## Work order
Each line from the opening of the records that follow to the line with "a hosted domain." needs to be written out exactly. Add nothing.

Saved data entries:
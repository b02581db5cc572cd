//! Hosted domain model
//!
//! A domain record as returned by the WHM account listing, enriched with the
//! dependent-name lists and the optional SSL certificate. Classification and
//! status are derived on access, never stored.

use std::fmt;

use serde::{Deserialize, Serialize};

use crate::models::SslCertificate;

/// Domain classification for listings.
#[derive(Debug, Clone, Copy, PartialEq, Eq, Serialize, Deserialize)]
#[serde(rename_all = "lowercase")]
pub enum DomainType {
    Main,
    Subdomain,
    Addon,
}

impl DomainType {
    pub fn as_str(&self) -> &'static str {
        match self {
            DomainType::Main => "main",
            DomainType::Subdomain => "subdomain",
            DomainType::Addon => "addon",
        }
    }
}

/// Aggregate domain status, suspension first.
#[derive(Debug, Clone, Copy, PartialEq, Eq, Serialize, Deserialize)]
#[serde(rename_all = "snake_case")]
pub enum DomainStatus {
    Active,
    Suspended,
    SslActive,
    SslExpired,
}

impl DomainStatus {
    pub fn as_str(&self) -> &'static str {
        match self {
            DomainStatus::Active => "active",
            DomainStatus::Suspended => "suspended",
            DomainStatus::SslActive => "ssl_active",
            DomainStatus::SslExpired => "ssl_expired",
        }
    }

    /// Display color used by listings.
    pub fn color(&self) -> &'static str {
        match self {
            DomainStatus::Suspended => "red",
            DomainStatus::SslExpired => "orange",
            DomainStatus::SslActive => "green",
            DomainStatus::Active => "blue",
        }
    }
}

/// A subdomain of a hosted domain.
#[derive(Debug, Clone, Default, PartialEq, Serialize, Deserialize)]
pub struct Subdomain {
    pub domain: String,
    pub root_domain: String,
    #[serde(default)]
    pub base_dir: String,
    #[serde(default)]
    pub status: i64,
}

/// An addon domain owned by an account.
#[derive(Debug, Clone, Default, PartialEq, Serialize, Deserialize)]
pub struct AddonDomain {
    pub domain: String,
    #[serde(default)]
    pub base_dir: String,
    #[serde(default)]
    pub status: i64,
}

/// A parked (aliased) domain owned by an account.
#[derive(Debug, Clone, Default, PartialEq, Serialize, Deserialize)]
pub struct ParkedDomain {
    pub domain: String,
    #[serde(default)]
    pub base_dir: String,
    #[serde(default)]
    pub status: i64,
}

/// A hosted domain and its account context.
///
/// Identity is the `(domain, user)` pair; equality compares only those two
/// fields.
#[derive(Debug, Clone, Default, Serialize, Deserialize)]
pub struct Domain {
    pub domain: String,
    pub user: String,
    #[serde(default)]
    pub ip: String,
    #[serde(default)]
    pub owner: String,
    #[serde(default = "default_plan")]
    pub plan: String,
    #[serde(default)]
    pub suspended: bool,
    #[serde(default)]
    pub setup_date: Option<String>,
    #[serde(default)]
    pub document_root: Option<String>,
    #[serde(default)]
    pub php_version: Option<String>,
    #[serde(default)]
    pub ssl_certificate: Option<SslCertificate>,
    #[serde(default)]
    pub subdomains: Vec<Subdomain>,
    #[serde(default)]
    pub addon_domains: Vec<AddonDomain>,
    #[serde(default)]
    pub parked_domains: Vec<ParkedDomain>,
}

fn default_plan() -> String {
    "default".to_string()
}

impl PartialEq for Domain {
    fn eq(&self, other: &Self) -> bool {
        self.domain == other.domain && self.user == other.user
    }
}

impl Eq for Domain {}

impl fmt::Display for Domain {
    fn fmt(&self, f: &mut fmt::Formatter<'_>) -> fmt::Result {
        f.write_str(&self.domain)
    }
}

impl Domain {
    /// Build a domain record from a WHM `listaccts` account entry.
    pub fn from_account(account: &serde_json::Value) -> Self {
        Self {
            domain: json_str(account, "domain"),
            user: json_str(account, "user"),
            ip: json_str(account, "ip"),
            owner: json_str(account, "owner"),
            plan: match account.get("plan").and_then(serde_json::Value::as_str) {
                Some(plan) if !plan.is_empty() => plan.to_string(),
                _ => default_plan(),
            },
            suspended: json_flag(account, "suspended"),
            setup_date: account
                .get("startdate")
                .and_then(serde_json::Value::as_str)
                .map(str::to_string),
            ..Default::default()
        }
    }

    /// A main domain has at most one dot: `example.com` is main,
    /// `www.example.com` is not.
    pub fn is_main_domain(&self) -> bool {
        !self.domain.contains('.') || self.domain.split('.').count() == 2
    }

    /// Number of labels below the registrable pair, never negative.
    pub fn subdomain_level(&self) -> usize {
        self.domain.split('.').count().saturating_sub(2)
    }

    /// Classify the domain. The main-domain check wins: a two-label addon
    /// domain still classifies as main here.
    pub fn domain_type(&self) -> DomainType {
        if self.is_main_domain() {
            DomainType::Main
        } else if self.subdomain_level() > 0 {
            DomainType::Subdomain
        } else {
            DomainType::Addon
        }
    }

    /// A certificate is attached and has not expired. Expiry is the only
    /// gate here; full validity is [`Domain::is_ssl_valid`].
    pub fn has_ssl(&self) -> bool {
        matches!(&self.ssl_certificate, Some(cert) if !cert.is_expired())
    }

    /// [`Domain::has_ssl`] plus the certificate's own validity check.
    pub fn is_ssl_valid(&self) -> bool {
        self.has_ssl()
            && self
                .ssl_certificate
                .as_ref()
                .is_some_and(SslCertificate::is_valid)
    }

    /// Signed days until the certificate expires, if one is attached.
    pub fn ssl_expires_in_days(&self) -> Option<i64> {
        self.ssl_certificate
            .as_ref()
            .and_then(SslCertificate::days_until_expiration)
    }

    /// Whether an attached certificate has expired.
    pub fn is_ssl_expired(&self) -> bool {
        matches!(&self.ssl_certificate, Some(cert) if cert.is_expired())
    }

    /// Aggregate status: suspension outranks certificate state.
    pub fn status(&self) -> DomainStatus {
        if self.suspended {
            DomainStatus::Suspended
        } else if self.is_ssl_expired() {
            DomainStatus::SslExpired
        } else if self.has_ssl() {
            DomainStatus::SslActive
        } else {
            DomainStatus::Active
        }
    }

    pub fn home_directory(&self) -> String {
        format!("/home/{}", self.user)
    }

    pub fn public_html_path(&self) -> String {
        format!("{}/public_html", self.home_directory())
    }

    /// The stored document root, or the conventional `public_html` path.
    pub fn full_document_root(&self) -> String {
        self.document_root
            .clone()
            .unwrap_or_else(|| self.public_html_path())
    }

    pub fn has_subdomains(&self) -> bool {
        !self.subdomains.is_empty()
    }

    pub fn has_addon_domains(&self) -> bool {
        !self.addon_domains.is_empty()
    }

    pub fn has_parked_domains(&self) -> bool {
        !self.parked_domains.is_empty()
    }

    /// The domain itself plus all dependent names.
    pub fn total_domains(&self) -> usize {
        1 + self.subdomains.len() + self.addon_domains.len() + self.parked_domains.len()
    }

    /// Check the record for missing or malformed identity fields.
    pub fn validate(&self) -> Vec<String> {
        let mut errors = Vec::new();

        if self.domain.is_empty() {
            errors.push("Domain name is required".to_string());
        } else if !crate::utils::validation::is_valid_domain(&self.domain) {
            errors.push("Invalid domain format".to_string());
        }

        if self.user.is_empty() {
            errors.push("User is required".to_string());
        }

        if self.ip.is_empty() {
            errors.push("IP address is required".to_string());
        } else if self.ip.parse::<std::net::IpAddr>().is_err() {
            errors.push("Invalid IP address format".to_string());
        }

        errors
    }
}

fn json_str(value: &serde_json::Value, key: &str) -> String {
    value
        .get(key)
        .and_then(serde_json::Value::as_str)
        .unwrap_or_default()
        .to_string()
}

fn json_flag(value: &serde_json::Value, key: &str) -> bool {
    match value.get(key) {
        Some(v) => v.as_i64() == Some(1) || v.as_bool() == Some(true) || v.as_str() == Some("1"),
        None => false,
    }
}

#[cfg(test)]
mod tests {
    use super::*;
    use chrono::{Duration, Utc};

    fn named(domain: &str) -> Domain {
        Domain {
            domain: domain.to_string(),
            user: "acme".to_string(),
            ..Default::default()
        }
    }

    fn cert_expiring_in(days: i64) -> SslCertificate {
        SslCertificate {
            domain: "example.com".to_string(),
            certificate: "CERT".to_string(),
            private_key: "KEY".to_string(),
            expires_on: Some(Utc::now() + Duration::days(days)),
            ..Default::default()
        }
    }

    #[test]
    fn test_main_domain_classification() {
        let main = named("example.com");
        assert!(main.is_main_domain());
        assert_eq!(main.subdomain_level(), 0);
        assert_eq!(main.domain_type(), DomainType::Main);

        let bare = named("localhost");
        assert!(bare.is_main_domain());
        assert_eq!(bare.domain_type(), DomainType::Main);
    }

    #[test]
    fn test_subdomain_classification() {
        let sub = named("blog.example.com");
        assert!(!sub.is_main_domain());
        assert_eq!(sub.subdomain_level(), 1);
        assert_eq!(sub.domain_type(), DomainType::Subdomain);

        let deep = named("a.b.example.com");
        assert_eq!(deep.subdomain_level(), 2);
        assert_eq!(deep.domain_type(), DomainType::Subdomain);
    }

    #[test]
    fn test_status_priority() {
        let mut domain = named("example.com");
        assert_eq!(domain.status(), DomainStatus::Active);

        domain.ssl_certificate = Some(cert_expiring_in(90));
        assert_eq!(domain.status(), DomainStatus::SslActive);

        domain.ssl_certificate = Some(cert_expiring_in(-3));
        assert_eq!(domain.status(), DomainStatus::SslExpired);

        // Suspension outranks everything.
        domain.suspended = true;
        assert_eq!(domain.status(), DomainStatus::Suspended);
    }

    #[test]
    fn test_has_ssl_gates_on_expiry_only() {
        let mut domain = named("example.com");
        assert!(!domain.has_ssl());

        let mut self_signed = cert_expiring_in(90);
        self_signed.is_self_signed = true;
        domain.ssl_certificate = Some(self_signed);

        // Not expired, so has_ssl holds even though the cert is not valid.
        assert!(domain.has_ssl());
        assert!(!domain.is_ssl_valid());
    }

    #[test]
    fn test_equality_is_domain_and_user() {
        let mut a = named("example.com");
        let mut b = named("example.com");
        b.ip = "203.0.113.9".to_string();
        b.plan = "premium".to_string();
        assert_eq!(a, b);

        a.user = "other".to_string();
        assert_ne!(a, b);
    }

    #[test]
    fn test_document_root_fallback() {
        let mut domain = named("example.com");
        assert_eq!(domain.full_document_root(), "/home/acme/public_html");

        domain.document_root = Some("/srv/www/example".to_string());
        assert_eq!(domain.full_document_root(), "/srv/www/example");
    }

    #[test]
    fn test_total_domains_counts_dependents() {
        let mut domain = named("example.com");
        domain.subdomains.push(Subdomain {
            domain: "blog.example.com".to_string(),
            root_domain: "example.com".to_string(),
            ..Default::default()
        });
        domain.parked_domains.push(ParkedDomain {
            domain: "example.net".to_string(),
            ..Default::default()
        });
        assert_eq!(domain.total_domains(), 3);
        assert!(domain.has_subdomains());
        assert!(!domain.has_addon_domains());
    }

    #[test]
    fn test_from_account_payload() {
        let payload = serde_json::json!({
            "domain": "example.com",
            "user": "acme",
            "ip": "203.0.113.9",
            "owner": "root",
            "plan": "gold",
            "suspended": 1,
            "startdate": "12 Jan 2024",
        });
        let domain = Domain::from_account(&payload);
        assert_eq!(domain.domain, "example.com");
        assert_eq!(domain.user, "acme");
        assert!(domain.suspended);
        assert_eq!(domain.plan, "gold");
        assert_eq!(domain.setup_date.as_deref(), Some("12 Jan 2024"));
    }

    #[test]
    fn test_from_account_defaults_plan() {
        let payload = serde_json::json!({"domain": "example.com", "user": "acme"});
        let domain = Domain::from_account(&payload);
        assert_eq!(domain.plan, "default");
        assert!(!domain.suspended);
    }

    #[test]
    fn test_validate_identity_fields() {
        let mut domain = named("example.com");
        domain.ip = "203.0.113.9".to_string();
        assert!(domain.validate().is_empty());

        domain.ip = "not-an-ip".to_string();
        assert_eq!(domain.validate(), vec!["Invalid IP address format".to_string()]);

        let empty = Domain::default();
        let errors = empty.validate();
        assert!(errors.contains(&"Domain name is required".to_string()));
        assert!(errors.contains(&"User is required".to_string()));
        assert!(errors.contains(&"IP address is required".to_string()));
    }
}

## Output of the task
repository b02581db5cc572cd
//! Hosted domain model
//!
//! A domain record as returned by the WHM account listing, enriched with the
//! dependent-name lists and the optional SSL certificate. Classification and
//! status are derived on access, never stored.

use std::fmt;

use serde::{Deserialize, Serialize};

use crate::models::SslCertificate;

/// Domain classification for listings.
#[derive(Debug, Clone, Copy, PartialEq, Eq, Serialize, Deserialize)]
#[serde(rename_all = "lowercase")]
pub enum DomainType {
    Main,
    Subdomain,
    Addon,
}

impl DomainType {
    pub fn as_str(&self) -> &'static str {
        match self {
            DomainType::Main => "main",
            DomainType::Subdomain => "subdomain",
            DomainType::Addon => "addon",
        }
    }
}

/// Aggregate domain status, suspension first.
#[derive(Debug, Clone, Copy, PartialEq, Eq, Serialize, Deserialize)]
#[serde(rename_all = "snake_case")]
pub enum DomainStatus {
    Active,
    Suspended,
    SslActive,
    SslExpired,
}

impl DomainStatus {
    pub fn as_str(&self) -> &'static str {
        match self {
            DomainStatus::Active => "active",
            DomainStatus::Suspended => "suspended",
            DomainStatus::SslActive => "ssl_active",
            DomainStatus::SslExpired => "ssl_expired",
        }
    }

    /// Display color used by listings.
    pub fn color(&self) -> &'static str {
        match self {
            DomainStatus::Suspended => "red",
            DomainStatus::SslExpired => "orange",
            DomainStatus::SslActive => "green",
            DomainStatus::Active => "blue",
        }
    }
}

/// A subdomain of a hosted domain.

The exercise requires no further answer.